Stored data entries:

# # # # #

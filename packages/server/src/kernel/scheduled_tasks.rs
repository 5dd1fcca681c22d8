//! Scheduled background tasks using tokio-cron-scheduler.
//!
//! The only recurring task is the extract job sweep:
//!
//! ```text
//! Scheduler (every SWEEP_INTERVAL_SECS)
//!     │
//!     └─► sweep_extract_jobs()
//!             └─► For each pending job → poll → notify → delete
//! ```
//!
//! A sweep never fails as a whole; per-job problems are logged and counted
//! in the returned report.

use std::sync::Arc;
use std::time::Duration;

use anyhow::Result;
use tokio::sync::Mutex;
use tokio_cron_scheduler::{Job, JobScheduler};

use crate::domains::extracts::actions::sweep_extract_jobs;
use crate::domains::extracts::policy::SweepPolicy;
use crate::kernel::ServerDeps;

/// Start all scheduled tasks
pub async fn start_scheduler(
    deps: ServerDeps,
    policy: SweepPolicy,
    interval: Duration,
) -> Result<JobScheduler> {
    let scheduler = JobScheduler::new().await?;

    // Ticks that land while a sweep is still running are skipped
    let running = Arc::new(Mutex::new(()));
    let sweep_deps = deps.clone();
    let sweep_policy = Arc::new(policy);

    let sweep_job = Job::new_repeated_async(interval, move |_uuid, _lock| {
        let deps = sweep_deps.clone();
        let policy = sweep_policy.clone();
        let running = running.clone();
        Box::pin(async move {
            let Ok(_guard) = running.try_lock() else {
                tracing::warn!("Previous extract job sweep still running, skipping this tick");
                return;
            };
            sweep_extract_jobs(&deps, &policy).await;
        })
    })?;

    scheduler.add(sweep_job).await?;
    scheduler.start().await?;

    tracing::info!(
        interval_secs = interval.as_secs(),
        "Scheduled tasks started (extract job sweep)"
    );
    Ok(scheduler)
}
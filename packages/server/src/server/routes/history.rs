use axum::{
    extract::{Extension, Path},
    http::StatusCode,
    response::{IntoResponse, Response},
    Json,
};
use tracing::error;

use super::{message, unauthorized};
use crate::domains::extracts::actions::{delete_history, list_history};
use crate::server::app::AppState;
use crate::server::middleware::AuthUser;

/// The caller's saved areas of interest, newest first
pub async fn list_history_handler(
    Extension(state): Extension<AppState>,
    user: Option<Extension<AuthUser>>,
) -> Response {
    let Some(Extension(user)) = user else {
        return unauthorized();
    };

    match list_history(&user.user_id, &state.deps).await {
        Ok(entries) => Json(entries).into_response(),
        Err(e) => {
            error!(error = %e, user_id = %user.user_id, "Failed to list history");
            message(StatusCode::INTERNAL_SERVER_ERROR, "Failed to load history.")
        }
    }
}

/// Delete one of the caller's saved areas. 404 when it is not theirs.
pub async fn delete_history_handler(
    Extension(state): Extension<AppState>,
    user: Option<Extension<AuthUser>>,
    Path(id): Path<String>,
) -> Response {
    let Some(Extension(user)) = user else {
        return unauthorized();
    };

    let Ok(id) = id.parse::<i64>() else {
        return message(StatusCode::NOT_FOUND, "History entry not found.");
    };

    match delete_history(id, &user.user_id, &state.deps).await {
        Ok(true) => StatusCode::NO_CONTENT.into_response(),
        Ok(false) => message(StatusCode::NOT_FOUND, "History entry not found."),
        Err(e) => {
            error!(error = %e, id, user_id = %user.user_id, "Failed to delete history entry");
            message(StatusCode::INTERNAL_SERVER_ERROR, "Failed to delete history entry.")
        }
    }
}
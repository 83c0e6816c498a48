//! Server → client messages.
//!
//! Parsers borrow from the payload in the connection's read buffer; nothing
//! is copied until a value is decoded into a `Row` or an error.

pub mod error;
pub mod extended;
pub mod query;
pub mod status;

pub use error::{ErrorResponse, NoticeResponse};
pub use extended::ParameterDescription;
pub use query::{CommandComplete, DataRow, FieldDescription, RowDescription};
pub use status::{NotificationResponse, ParameterStatus, ReadyForQuery};

/// Type tags of the backend messages the driver understands.
pub mod msg_type {
    // extended query
    pub const PARSE_COMPLETE: u8 = b'1';
    pub const BIND_COMPLETE: u8 = b'2';
    pub const CLOSE_COMPLETE: u8 = b'3';
    pub const PARAMETER_DESCRIPTION: u8 = b't';
    pub const NO_DATA: u8 = b'n';

    // results
    pub const ROW_DESCRIPTION: u8 = b'T';
    pub const DATA_ROW: u8 = b'D';
    pub const COMMAND_COMPLETE: u8 = b'C';
    pub const EMPTY_QUERY_RESPONSE: u8 = b'I';
    pub const ERROR_RESPONSE: u8 = b'E';
    pub const READY_FOR_QUERY: u8 = b'Z';

    // may arrive between any two messages
    pub const NOTICE_RESPONSE: u8 = b'N';
    pub const NOTIFICATION_RESPONSE: u8 = b'A';
    pub const PARAMETER_STATUS: u8 = b'S';

    /// True for messages that are not part of the current exchange.
    pub fn is_async(type_byte: u8) -> bool {
        matches!(
            type_byte,
            NOTICE_RESPONSE | NOTIFICATION_RESPONSE | PARAMETER_STATUS
        )
    }
}
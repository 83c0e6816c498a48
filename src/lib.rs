//! PostgreSQL client centered on server-side prepared statements.
//!
//! # Features
//!
//! - **Statement cache**: prepared statements are reused per query text and
//!   evicted in LRU order. An evicted statement is closed on the server only
//!   once no handle to it remains.
//! - **Cancellable connection**: `close()` and `terminate()` interrupt any
//!   in-flight or queued operation with `ConnectionClosed`.
//! - **Sans-I/O state machines**: protocol logic is separated from I/O.
//! - **Typed decoding**: binary format for built-in scalars, text for the rest.
//!
//! # Example
//!
//! ```no_run
//! use pgprep::tokio::{Conn, Stream};
//! use pgprep::Opts;
//!
//! async fn run(stream: Stream) -> pgprep::Result<()> {
//!     let conn = Conn::from_stream(stream, Opts::default());
//!
//!     let stmt = conn.prepare("SELECT $1::int4 * 2").await?;
//!     let doubled: i32 = stmt.fetch_value((21_i32,)).await?;
//!     assert_eq!(doubled, 42);
//!
//!     conn.close().await
//! }
//! ```

pub mod buffer_set;
mod cache;
pub mod error;
pub mod handler;
pub mod opts;
pub mod protocol;
pub mod row;
pub mod state;
pub mod statement;
pub mod tokio;
pub mod types;

pub use error::{Error, Resource, Result, ServerError};
pub use handler::{AsyncMessageHandler, CollectHandler, DropHandler, FirstRowHandler, RowHandler};
pub use opts::Opts;
pub use protocol::types::{FormatCode, Oid, TransactionStatus};
pub use row::{ColumnInfo, Row};
pub use state::AsyncMessage;
pub use statement::PreparedStatement;
pub use types::{FromValue, ToParams, ToWireValue, Value};
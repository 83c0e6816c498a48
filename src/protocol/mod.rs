//! PostgreSQL wire protocol, version 3.
//!
//! - `backend`: parsers for server messages, borrowing from the read buffer
//! - `frontend`: writers for the client messages the driver sends
//! - `codec`: message framing and field primitives
//! - `types`: OIDs, format codes, transaction status

pub mod backend;
pub mod codec;
pub mod frontend;
pub mod types;

pub use types::{FormatCode, Oid, TransactionStatus};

# # # # #

Exercise instructions: Once a line of the records is found to contain "driver", copy it out.

Output of the task:
/// Type tags of the backend messages the driver understands.
//! - `frontend`: writers for the client messages the driver sends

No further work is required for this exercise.